Um aluno da Universidade de Yaoundé veio para a Espanha fazer um doutorado. Ele queria fazer sua tese sobre The Powers of the Storm e The Goat's Party. O professor a princípio não quis abordar porque não sabia quem eu era. Um aluno dos Camarões teve de vir dizer a um professor de espanhol quem é Donato Ndongo.

MAS É UMA FALTA DE CONHECIMENTO QUE VAI ALÉM DO SEU CASO. 
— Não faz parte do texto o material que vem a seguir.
use std::collections::VecDeque;
use std::f32::consts::TAU;

use nalgebra::Point2;

use crate::config;
use crate::error::{RippleError, RippleResult};
use crate::geometry;
use crate::settings::{CascadePolicy, HitPolicy, Settings};
use crate::source::WaveSource;
use crate::wall::{Wall, WallType};
use crate::wavefront::WaveFront;

#[cfg(test)]
mod tests {

    use super::*;

    fn deferred_settings() -> Settings {
        Settings {
            cascade: CascadePolicy::Deferred,
            ..Settings::default()
        }
    }

    /// Vertical wall at x = 5, crossed by a rightward wavefront from (4, 0).
    fn engine_with_wall(settings: Settings, reflection: f32, transmission: f32) -> Engine {
        let mut engine = Engine::new(settings);
        engine
            .add_wall_with(
                Point2::new(5.0, -5.0),
                Point2::new(5.0, 5.0),
                WallType::Custom,
                reflection,
                transmission,
            )
            .unwrap();
        engine
            .wavefronts
            .push(WaveFront::new(Point2::new(4.0, 0.0), 0.0, 1.0, 0));
        engine
    }

    #[test]
    fn reflection_law() {
        let mut engine = engine_with_wall(deferred_settings(), 0.8, 0.0);
        engine.tick();

        // Parent removed, one reflected child heading back the way it came.
        assert_eq!(engine.wavefronts().len(), 1);
        let child = &engine.wavefronts()[0];
        assert!((child.angle - std::f32::consts::PI).abs() < 1e-5);
        assert!((child.amplitude - 0.99 * 0.8).abs() < 1e-5);
        assert_eq!(child.generation, 1);
        assert_eq!(child.age, 0);
    }

    #[test]
    fn transmission_passes_straight_through() {
        let mut engine = engine_with_wall(deferred_settings(), 0.2, 0.8);
        engine.tick();

        assert_eq!(engine.wavefronts().len(), 2);
        let reflected = engine
            .wavefronts()
            .iter()
            .find(|f| f.angle != 0.0)
            .unwrap();
        let transmitted = engine
            .wavefronts()
            .iter()
            .find(|f| f.angle == 0.0)
            .unwrap();
        assert!((reflected.amplitude - 0.99 * 0.2).abs() < 1e-5);
        assert!((transmitted.amplitude - 0.99 * 0.8).abs() < 1e-5);
        // Energy split never gains: each child is at most the parent.
        assert!(reflected.amplitude <= 0.99);
        assert!(transmitted.amplitude <= 0.99);
    }

    #[test]
    fn dead_wall_absorbs_everything() {
        let mut engine = engine_with_wall(deferred_settings(), 0.0, 0.0);
        engine.tick();
        assert!(engine.wavefronts().is_empty());
    }

    #[test]
    fn reflection_capped_at_max_generation() {
        let mut engine = Engine::new(deferred_settings());
        engine
            .add_wall_with(
                Point2::new(5.0, -5.0),
                Point2::new(5.0, 5.0),
                WallType::Custom,
                1.0,
                0.0,
            )
            .unwrap();
        engine
            .wavefronts
            .push(WaveFront::new(Point2::new(4.0, 0.0), 0.0, 1.0, 3));
        engine.tick();
        // Generation 3 may not spawn a reflected child; no transmission either.
        assert!(engine.wavefronts().is_empty());
    }

    #[test]
    fn transmission_not_generation_capped() {
        let mut engine = Engine::new(deferred_settings());
        engine
            .add_wall_with(
                Point2::new(5.0, -5.0),
                Point2::new(5.0, 5.0),
                WallType::Custom,
                1.0,
                0.5,
            )
            .unwrap();
        engine
            .wavefronts
            .push(WaveFront::new(Point2::new(4.0, 0.0), 0.0, 1.0, 3));
        engine.tick();
        // Only the transmitted child survives the cap.
        assert_eq!(engine.wavefronts().len(), 1);
        let child = &engine.wavefronts()[0];
        assert_eq!(child.angle, 0.0);
        assert_eq!(child.generation, 4);
    }

    #[test]
    fn cascade_policies_diverge() {
        // Under Immediate cascading the reflected child advances again this
        // tick, re-crosses the same wall, and the ping-pong runs the lineage
        // into the generation cap within a single tick. Under Deferred the
        // child is untouched until the next tick.
        let mut immediate = engine_with_wall(Settings::default(), 1.0, 0.0);
        immediate.tick();
        assert!(immediate.wavefronts().is_empty());

        let mut deferred = engine_with_wall(deferred_settings(), 1.0, 0.0);
        deferred.tick();
        assert_eq!(deferred.wavefronts().len(), 1);
        assert_eq!(deferred.wavefronts()[0].generation, 1);
    }

    #[test]
    fn nearest_hit_beats_placement_order() {
        let settings = Settings {
            wave_speed: 4.0,
            cascade: CascadePolicy::Deferred,
            ..Settings::default()
        };

        let mut engine = Engine::new(settings.clone());
        // Far wall placed first, near wall second; both purely transmissive
        // with distinct coefficients so the response identifies the wall.
        engine
            .add_wall_with(
                Point2::new(3.0, -5.0),
                Point2::new(3.0, 5.0),
                WallType::Custom,
                0.0,
                0.6,
            )
            .unwrap();
        engine
            .add_wall_with(
                Point2::new(1.0, -5.0),
                Point2::new(1.0, 5.0),
                WallType::Custom,
                0.0,
                0.4,
            )
            .unwrap();
        engine
            .wavefronts
            .push(WaveFront::new(Point2::new(0.0, 0.0), 0.0, 1.0, 0));
        engine.tick();
        assert_eq!(engine.wavefronts().len(), 1);
        assert!((engine.wavefronts()[0].amplitude - 0.99 * 0.4).abs() < 1e-5);

        let mut engine = Engine::new(Settings {
            hit_policy: HitPolicy::FirstListed,
            ..settings
        });
        engine
            .add_wall_with(
                Point2::new(3.0, -5.0),
                Point2::new(3.0, 5.0),
                WallType::Custom,
                0.0,
                0.6,
            )
            .unwrap();
        engine
            .add_wall_with(
                Point2::new(1.0, -5.0),
                Point2::new(1.0, 5.0),
                WallType::Custom,
                0.0,
                0.4,
            )
            .unwrap();
        engine
            .wavefronts
            .push(WaveFront::new(Point2::new(0.0, 0.0), 0.0, 1.0, 0));
        engine.tick();
        assert_eq!(engine.wavefronts().len(), 1);
        assert!((engine.wavefronts()[0].amplitude - 0.99 * 0.6).abs() < 1e-5);
    }

    #[test]
    fn relocate_source() {
        let mut engine = Engine::new(Settings::default());
        let handle = engine.add_source(10.0, 10.0);
        engine.relocate_source(handle, 25.0, 30.0).unwrap();
        assert_eq!(engine.sources()[0].position, Point2::new(25.0, 30.0));

        let stale = SourceHandle(7);
        assert!(matches!(
            engine.relocate_source(stale, 0.0, 0.0),
            Err(RippleError::UnknownSource(7))
        ));
    }

    #[test]
    fn clear_and_reset() {
        let mut engine = Engine::new(Settings::default());
        engine.add_source(10.0, 10.0);
        engine
            .add_wall(Point2::new(0.0, 0.0), Point2::new(10.0, 0.0), WallType::Solid)
            .unwrap();
        for _ in 0..10 {
            engine.tick();
        }
        assert!(!engine.wavefronts().is_empty());

        engine.clear_waves();
        assert!(engine.wavefronts().is_empty());
        assert_eq!(engine.sources().len(), 1);
        assert_eq!(engine.walls().len(), 1);

        engine.reset();
        assert!(engine.sources().is_empty());
        assert!(engine.walls().is_empty());
    }
}

/// Handle to a source owned by an [`Engine`].
#[derive(Debug, Clone, Copy, PartialEq, Eq)]
pub struct SourceHandle(usize);

/// Handle to a wall owned by an [`Engine`].
#[derive(Debug, Clone, Copy, PartialEq, Eq)]
pub struct WallHandle(usize);

/// Owns the simulation state and advances it one discrete tick at a time.
///
/// All mutation goes through the entry points below; the host reads the
/// collections back through the slice accessors after each tick.
#[derive(Debug, Clone)]
pub struct Engine {
    settings: Settings,
    sources: Vec<WaveSource>,
    walls: Vec<Wall>,
    wavefronts: Vec<WaveFront>,
}

impl Engine {
    pub fn new(settings: Settings) -> Self {
        Self {
            settings,
            sources: Vec::new(),
            walls: Vec::new(),
            wavefronts: Vec::new(),
        }
    }

    /// Creates a source at the given position with the default cadence.
    pub fn add_source(&mut self, x: f32, y: f32) -> SourceHandle {
        self.sources
            .push(WaveSource::new(Point2::new(x, y), self.settings.emit_rate));
        SourceHandle(self.sources.len() - 1)
    }

    /// Moves an existing source, e.g. for drag interactions in a host UI.
    pub fn relocate_source(&mut self, handle: SourceHandle, x: f32, y: f32) -> RippleResult<()> {
        let source = self
            .sources
            .get_mut(handle.0)
            .ok_or(RippleError::UnknownSource(handle.0))?;
        source.position = Point2::new(x, y);
        Ok(())
    }

    /// Creates a wall using the type's default coefficients.
    pub fn add_wall(
        &mut self,
        p1: Point2<f32>,
        p2: Point2<f32>,
        kind: WallType,
    ) -> RippleResult<WallHandle> {
        Ok(self.push_wall(Wall::new(p1, p2, kind)?))
    }

    /// Creates a wall with explicit coefficients, overriding the type defaults.
    pub fn add_wall_with(
        &mut self,
        p1: Point2<f32>,
        p2: Point2<f32>,
        kind: WallType,
        reflection: f32,
        transmission: f32,
    ) -> RippleResult<WallHandle> {
        Ok(self.push_wall(Wall::with_coefficients(p1, p2, kind, reflection, transmission)?))
    }

    fn push_wall(&mut self, wall: Wall) -> WallHandle {
        self.walls.push(wall);
        WallHandle(self.walls.len() - 1)
    }

    /// Sets the global per-tick displacement multiplier.
    pub fn set_wave_speed(&mut self, speed: f32) {
        self.settings.wave_speed = speed;
    }

    pub fn settings(&self) -> &Settings {
        &self.settings
    }

    pub fn sources(&self) -> &[WaveSource] {
        &self.sources
    }

    pub fn walls(&self) -> &[Wall] {
        &self.walls
    }

    pub fn wavefronts(&self) -> &[WaveFront] {
        &self.wavefronts
    }

    /// Empties the live-wavefront set only.
    pub fn clear_waves(&mut self) {
        self.wavefronts.clear();
    }

    /// Empties wavefronts, sources, and walls. Outstanding handles are stale
    /// after this call.
    pub fn reset(&mut self) {
        self.wavefronts.clear();
        self.sources.clear();
        self.walls.clear();
    }

    /// Advances the simulation by one discrete tick: emit, advance, collide,
    /// split, cull.
    pub fn tick(&mut self) {
        self.emit();

        // Drain the live set through a work queue. Collision children either
        // join the queue (Immediate: they advance and may collide again this
        // tick) or sit in `spawned` until the pass is over (Deferred).
        let mut queue: VecDeque<WaveFront> = self.wavefronts.drain(..).collect();
        let mut survivors: Vec<WaveFront> = Vec::with_capacity(queue.len());
        let mut spawned: Vec<WaveFront> = Vec::new();

        while let Some(mut front) = queue.pop_front() {
            if Self::step_front(&mut front, &self.walls, &self.settings, &mut spawned) {
                survivors.push(front);
            }
            if self.settings.cascade == CascadePolicy::Immediate {
                queue.extend(spawned.drain(..));
            }
        }

        survivors.extend(spawned);
        self.wavefronts = survivors;
    }

    /// Spawns a full ring of wavefronts for every source whose cadence is due.
    fn emit(&mut self) {
        let step = TAU / config::EMIT_DIRECTIONS as f32;
        for source in &mut self.sources {
            if source.poll() {
                for i in 0..config::EMIT_DIRECTIONS {
                    self.wavefronts.push(WaveFront::new(
                        source.position,
                        i as f32 * step,
                        config::INITIAL_AMPLITUDE,
                        0,
                    ));
                }
            }
        }
    }

    /// Advances one wavefront and resolves any wall collision along its
    /// motion segment. Children go into `spawned`. Returns whether the
    /// wavefront survives the tick.
    fn step_front(
        front: &mut WaveFront,
        walls: &[Wall],
        settings: &Settings,
        spawned: &mut Vec<WaveFront>,
    ) -> bool {
        let prev = front.position;
        front.advance(settings.wave_speed, settings.amplitude_decay);

        if let Some(wall) = Self::find_hit(prev, front.position, walls, settings.hit_policy) {
            Self::split(front, wall, settings, spawned);
            return false;
        }

        front.age <= settings.max_age && front.amplitude >= settings.min_amplitude
    }

    fn find_hit<'a>(
        prev: Point2<f32>,
        next: Point2<f32>,
        walls: &'a [Wall],
        policy: HitPolicy,
    ) -> Option<&'a Wall> {
        match policy {
            HitPolicy::FirstListed => walls
                .iter()
                .find(|wall| geometry::segment_intersection(prev, next, wall.p1, wall.p2).is_some()),
            HitPolicy::Nearest => walls
                .iter()
                .filter_map(|wall| {
                    geometry::segment_intersection(prev, next, wall.p1, wall.p2)
                        .map(|hit| (hit.t, wall))
                })
                .min_by(|a, b| a.0.total_cmp(&b.0))
                .map(|(_, wall)| wall),
        }
    }

    /// Collision response: replace the colliding wavefront with up to two
    /// children at its post-step position. Reflection is generation-capped;
    /// transmission is not.
    fn split(front: &WaveFront, wall: &Wall, settings: &Settings, spawned: &mut Vec<WaveFront>) {
        if wall.reflection > 0.0 && front.generation < settings.max_reflections {
            let reflected = geometry::reflect(front.direction(), wall.normal);
            spawned.push(WaveFront::new(
                front.position,
                reflected.y.atan2(reflected.x),
                front.amplitude * wall.reflection,
                front.generation + 1,
            ));
        }
        if wall.transmission > 0.0 {
            spawned.push(WaveFront::new(
                front.position,
                front.angle,
                front.amplitude * wall.transmission,
                front.generation + 1,
            ));
        }
    }
}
E da Guiné. Já mencionei antes Manuel Zapata Olivella, a quem García Márquez deve seus escritos. Quem conhece Manuel Zapata Olivella na Espanha? Quem aqui conhece escritores negros latino-americanos? Racismo não é apenas ser insultado na rua. Existem escritores negros magníficos na Costa Rica, Colômbia, República Dominicana, Uruguai, Peru. Conheço alguns pessoalmente e li seus trabalhos.

VOCÊ PODE NOS DAR NOMES? 

Lucía Charún-Illescas, peruana. Cristina Rodríguez Cabral, uruguaia. Quince Duncan, da Costa Rica. 

E DOS AUTORES CLÁSSICOS GUINEENSES, AINDA PROCURA OBRAS? VOCÊ GOSTA DE RELÊ-LOS? 

Normalmente eu nem me releio [risos]. Quando preparava a minha primeira antologia [ Antologia da Literatura Guineense , 1984], passei meses na Biblioteca Nacional. Foi assim que descobri Leoncio Evita [autor de Cuando los combes luchaban , 1953, o primeiro romance guineense]. Acho que a partir desse momento todo mundo é descoberto. Ciríaco Bokesa, um dos melhores poetas que conheço, também aparece na minha antologia. Foam Voices é uma coleção de poemas que não desmerece nenhum autor espanhol, por exemplo, da Geração de 1927. 

•Luis Castelvi Laukamp

Luis Castellví Laukamp é professor de literatura espanhola na Universidade de Manchester. Publicou o livro Hispanic Baroque Ekphrasis: Góngora, Camargo, Sor Juana (Cambridge: Legenda, 2020).